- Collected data
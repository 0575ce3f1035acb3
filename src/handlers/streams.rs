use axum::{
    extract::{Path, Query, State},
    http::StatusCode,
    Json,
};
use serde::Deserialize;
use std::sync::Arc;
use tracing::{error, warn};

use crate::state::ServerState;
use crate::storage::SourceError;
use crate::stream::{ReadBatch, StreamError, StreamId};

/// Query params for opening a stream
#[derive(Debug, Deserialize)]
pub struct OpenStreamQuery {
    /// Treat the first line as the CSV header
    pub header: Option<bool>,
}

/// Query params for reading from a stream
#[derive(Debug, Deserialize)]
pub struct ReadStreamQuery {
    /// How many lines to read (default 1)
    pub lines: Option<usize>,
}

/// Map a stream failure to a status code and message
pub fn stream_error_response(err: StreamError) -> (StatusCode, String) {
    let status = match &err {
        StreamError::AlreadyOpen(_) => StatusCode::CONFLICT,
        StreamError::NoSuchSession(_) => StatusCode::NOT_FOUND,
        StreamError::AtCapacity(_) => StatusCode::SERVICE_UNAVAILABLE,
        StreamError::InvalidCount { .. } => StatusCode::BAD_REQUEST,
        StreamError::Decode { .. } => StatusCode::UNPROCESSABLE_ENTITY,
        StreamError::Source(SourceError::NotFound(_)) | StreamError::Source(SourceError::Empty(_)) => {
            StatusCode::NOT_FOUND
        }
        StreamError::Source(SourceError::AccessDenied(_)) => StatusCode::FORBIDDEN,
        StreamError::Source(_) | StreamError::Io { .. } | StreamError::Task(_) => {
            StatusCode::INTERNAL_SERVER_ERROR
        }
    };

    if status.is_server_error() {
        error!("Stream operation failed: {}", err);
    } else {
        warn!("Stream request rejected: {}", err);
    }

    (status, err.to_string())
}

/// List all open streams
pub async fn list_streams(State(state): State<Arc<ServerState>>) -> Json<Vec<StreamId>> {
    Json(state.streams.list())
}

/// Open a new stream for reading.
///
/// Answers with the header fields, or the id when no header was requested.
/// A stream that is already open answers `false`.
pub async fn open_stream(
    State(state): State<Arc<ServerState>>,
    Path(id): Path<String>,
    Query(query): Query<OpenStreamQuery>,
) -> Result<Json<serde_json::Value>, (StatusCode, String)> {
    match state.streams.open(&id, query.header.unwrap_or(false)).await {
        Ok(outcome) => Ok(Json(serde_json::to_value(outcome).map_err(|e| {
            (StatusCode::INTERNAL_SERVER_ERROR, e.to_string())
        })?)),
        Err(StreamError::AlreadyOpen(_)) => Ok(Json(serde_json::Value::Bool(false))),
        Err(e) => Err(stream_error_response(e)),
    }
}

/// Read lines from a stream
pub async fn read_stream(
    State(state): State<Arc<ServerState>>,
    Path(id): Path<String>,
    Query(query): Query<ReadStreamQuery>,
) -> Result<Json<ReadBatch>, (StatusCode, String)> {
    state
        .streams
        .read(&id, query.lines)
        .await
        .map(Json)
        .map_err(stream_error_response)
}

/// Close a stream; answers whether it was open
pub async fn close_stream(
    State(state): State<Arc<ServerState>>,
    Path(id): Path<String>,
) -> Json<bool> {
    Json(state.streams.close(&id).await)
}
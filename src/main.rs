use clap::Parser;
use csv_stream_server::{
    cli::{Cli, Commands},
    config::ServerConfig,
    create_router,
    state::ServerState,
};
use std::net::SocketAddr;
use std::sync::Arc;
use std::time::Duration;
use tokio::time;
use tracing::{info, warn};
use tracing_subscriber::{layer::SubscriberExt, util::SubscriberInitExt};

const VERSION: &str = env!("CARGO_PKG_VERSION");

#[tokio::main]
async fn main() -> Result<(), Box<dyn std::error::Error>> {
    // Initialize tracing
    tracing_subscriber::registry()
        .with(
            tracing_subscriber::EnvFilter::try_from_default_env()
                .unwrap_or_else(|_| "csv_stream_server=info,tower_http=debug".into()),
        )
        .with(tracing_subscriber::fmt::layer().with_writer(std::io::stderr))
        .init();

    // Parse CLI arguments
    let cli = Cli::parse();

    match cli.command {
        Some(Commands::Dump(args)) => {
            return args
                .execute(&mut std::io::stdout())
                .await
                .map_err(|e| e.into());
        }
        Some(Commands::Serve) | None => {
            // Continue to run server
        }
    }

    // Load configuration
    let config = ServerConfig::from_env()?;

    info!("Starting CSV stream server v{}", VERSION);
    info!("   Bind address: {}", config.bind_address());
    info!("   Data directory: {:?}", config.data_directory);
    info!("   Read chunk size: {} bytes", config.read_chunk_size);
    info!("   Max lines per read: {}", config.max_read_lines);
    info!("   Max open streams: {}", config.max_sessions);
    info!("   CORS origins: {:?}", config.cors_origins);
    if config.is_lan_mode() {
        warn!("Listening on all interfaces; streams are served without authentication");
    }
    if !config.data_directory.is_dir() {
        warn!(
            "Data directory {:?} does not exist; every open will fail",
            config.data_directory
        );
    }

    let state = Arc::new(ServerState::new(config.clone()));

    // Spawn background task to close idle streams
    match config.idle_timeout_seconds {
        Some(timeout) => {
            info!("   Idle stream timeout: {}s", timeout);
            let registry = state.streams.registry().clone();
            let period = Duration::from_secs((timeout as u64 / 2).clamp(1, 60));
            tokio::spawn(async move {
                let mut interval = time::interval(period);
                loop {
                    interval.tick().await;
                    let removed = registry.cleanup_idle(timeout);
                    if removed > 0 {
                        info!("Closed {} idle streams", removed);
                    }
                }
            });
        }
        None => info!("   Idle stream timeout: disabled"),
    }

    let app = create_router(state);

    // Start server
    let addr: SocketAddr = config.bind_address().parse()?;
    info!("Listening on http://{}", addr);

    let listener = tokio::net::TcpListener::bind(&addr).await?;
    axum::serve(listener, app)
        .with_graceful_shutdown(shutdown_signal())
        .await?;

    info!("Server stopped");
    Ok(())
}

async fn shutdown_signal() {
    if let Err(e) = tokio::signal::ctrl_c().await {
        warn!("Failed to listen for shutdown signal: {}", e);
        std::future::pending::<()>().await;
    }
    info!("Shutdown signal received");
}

- TASK OBJECTIVE
Copy out each record, keeping every word as it is.

- RESPONSE
repository 0575ce3f1035acb3
filename src/handlers/streams.rs
use axum::{
    extract::{Path, Query, State},
    http::StatusCode,
    Json,
};
use serde::Deserialize;
use std::sync::Arc;
use tracing::{error, warn};

use crate::state::ServerState;
use crate::storage::SourceError;
use crate::stream::{ReadBatch, StreamError, StreamId};

/// Query params for opening a stream
#[derive(Debug, Deserialize)]
pub struct OpenStreamQuery {
    /// Treat the first line as the CSV header
    pub header: Option<bool>,
}

/// Query params for reading from a stream
#[derive(Debug, Deserialize)]
pub struct ReadStreamQuery {
    /// How many lines to read (default 1)
    pub lines: Option<usize>,
}

/// Map a stream failure to a status code and message
pub fn stream_error_response(err: StreamError) -> (StatusCode, String) {
    let status = match &err {
        StreamError::AlreadyOpen(_) => StatusCode::CONFLICT,
        StreamError::NoSuchSession(_) => StatusCode::NOT_FOUND,
        StreamError::AtCapacity(_) => StatusCode::SERVICE_UNAVAILABLE,
        StreamError::InvalidCount { .. } => StatusCode::BAD_REQUEST,
        StreamError::Decode { .. } => StatusCode::UNPROCESSABLE_ENTITY,
        StreamError::Source(SourceError::NotFound(_)) | StreamError::Source(SourceError::Empty(_)) => {
            StatusCode::NOT_FOUND
        }
        StreamError::Source(SourceError::AccessDenied(_)) => StatusCode::FORBIDDEN,
        StreamError::Source(_) | StreamError::Io { .. } | StreamError::Task(_) => {
            StatusCode::INTERNAL_SERVER_ERROR
        }
    };

    if status.is_server_error() {
        error!("Stream operation failed: {}", err);
    } else {
        warn!("Stream request rejected: {}", err);
    }

    (status, err.to_string())
}

/// List all open streams
pub async fn list_streams(State(state): State<Arc<ServerState>>) -> Json<Vec<StreamId>> {
    Json(state.streams.list())
}

/// Open a new stream for reading.
///
/// Answers with the header fields, or the id when no header was requested.
/// A stream that is already open answers `false`.
pub async fn open_stream(
    State(state): State<Arc<ServerState>>,
    Path(id): Path<String>,
    Query(query): Query<OpenStreamQuery>,
) -> Result<Json<serde_json::Value>, (StatusCode, String)> {
    match state.streams.open(&id, query.header.unwrap_or(false)).await {
        Ok(outcome) => Ok(Json(serde_json::to_value(outcome).map_err(|e| {
            (StatusCode::INTERNAL_SERVER_ERROR, e.to_string())
        })?)),
        Err(StreamError::AlreadyOpen(_)) => Ok(Json(serde_json::Value::Bool(false))),
        Err(e) => Err(stream_error_response(e)),
    }
}

/// Read lines from a stream
pub async fn read_stream(
    State(state): State<Arc<ServerState>>,
    Path(id): Path<String>,
    Query(query): Query<ReadStreamQuery>,
) -> Result<Json<ReadBatch>, (StatusCode, String)> {
    state
        .streams
        .read(&id, query.lines)
        .await
        .map(Json)
        .map_err(stream_error_response)
}

/// Close a stream; answers whether it was open
pub async fn close_stream(
    State(state): State<Arc<ServerState>>,
    Path(id): Path<String>,
) -> Json<bool> {
    Json(state.streams.close(&id).await)
}
filename src/main.rs
use clap::Parser;
use csv_stream_server::{
    cli::{Cli, Commands},
    config::ServerConfig,
    create_router,
    state::ServerState,
};
use std::net::SocketAddr;
use std::sync::Arc;
use std::time::Duration;
use tokio::time;
use tracing::{info, warn};
use tracing_subscriber::{layer::SubscriberExt, util::SubscriberInitExt};

const VERSION: &str = env!("CARGO_PKG_VERSION");

#[tokio::main]
async fn main() -> Result<(), Box<dyn std::error::Error>> {
    // Initialize tracing
    tracing_subscriber::registry()
        .with(
            tracing_subscriber::EnvFilter::try_from_default_env()
                .unwrap_or_else(|_| "csv_stream_server=info,tower_http=debug".into()),
        )
        .with(tracing_subscriber::fmt::layer().with_writer(std::io::stderr))
        .init();

    // Parse CLI arguments
    let cli = Cli::parse();

    match cli.command {
        Some(Commands::Dump(args)) => {
            return args
                .execute(&mut std::io::stdout())
                .await
                .map_err(|e| e.into());
        }
        Some(Commands::Serve) | None => {
            // Continue to run server
        }
    }

    // Load configuration
    let config = ServerConfig::from_env()?;

    info!("Starting CSV stream server v{}", VERSION);
    info!("   Bind address: {}", config.bind_address());
    info!("   Data directory: {:?}", config.data_directory);
    info!("   Read chunk size: {} bytes", config.read_chunk_size);
    info!("   Max lines per read: {}", config.max_read_lines);
    info!("   Max open streams: {}", config.max_sessions);
    info!("   CORS origins: {:?}", config.cors_origins);
    if config.is_lan_mode() {
        warn!("Listening on all interfaces; streams are served without authentication");
    }
    if !config.data_directory.is_dir() {
        warn!(
            "Data directory {:?} does not exist; every open will fail",
            config.data_directory
        );
    }

    let state = Arc::new(ServerState::new(config.clone()));

    // Spawn background task to close idle streams
    match config.idle_timeout_seconds {
        Some(timeout) => {
            info!("   Idle stream timeout: {}s", timeout);
            let registry = state.streams.registry().clone();
            let period = Duration::from_secs((timeout as u64 / 2).clamp(1, 60));
            tokio::spawn(async move {
                let mut interval = time::interval(period);
                loop {
                    interval.tick().await;
                    let removed = registry.cleanup_idle(timeout);
                    if removed > 0 {
                        info!("Closed {} idle streams", removed);
                    }
                }
            });
        }
        None => info!("   Idle stream timeout: disabled"),
    }

    let app = create_router(state);

    // Start server
    let addr: SocketAddr = config.bind_address().parse()?;
    info!("Listening on http://{}", addr);

    let listener = tokio::net::TcpListener::bind(&addr).await?;
    axum::serve(listener, app)
        .with_graceful_shutdown(shutdown_signal())
        .await?;

    info!("Server stopped");
    Ok(())
}

async fn shutdown_signal() {
    if let Err(e) = tokio::signal::ctrl_c().await {
        warn!("Failed to listen for shutdown signal: {}", e);
        std::future::pending::<()>().await;
    }
    info!("Shutdown signal received");
}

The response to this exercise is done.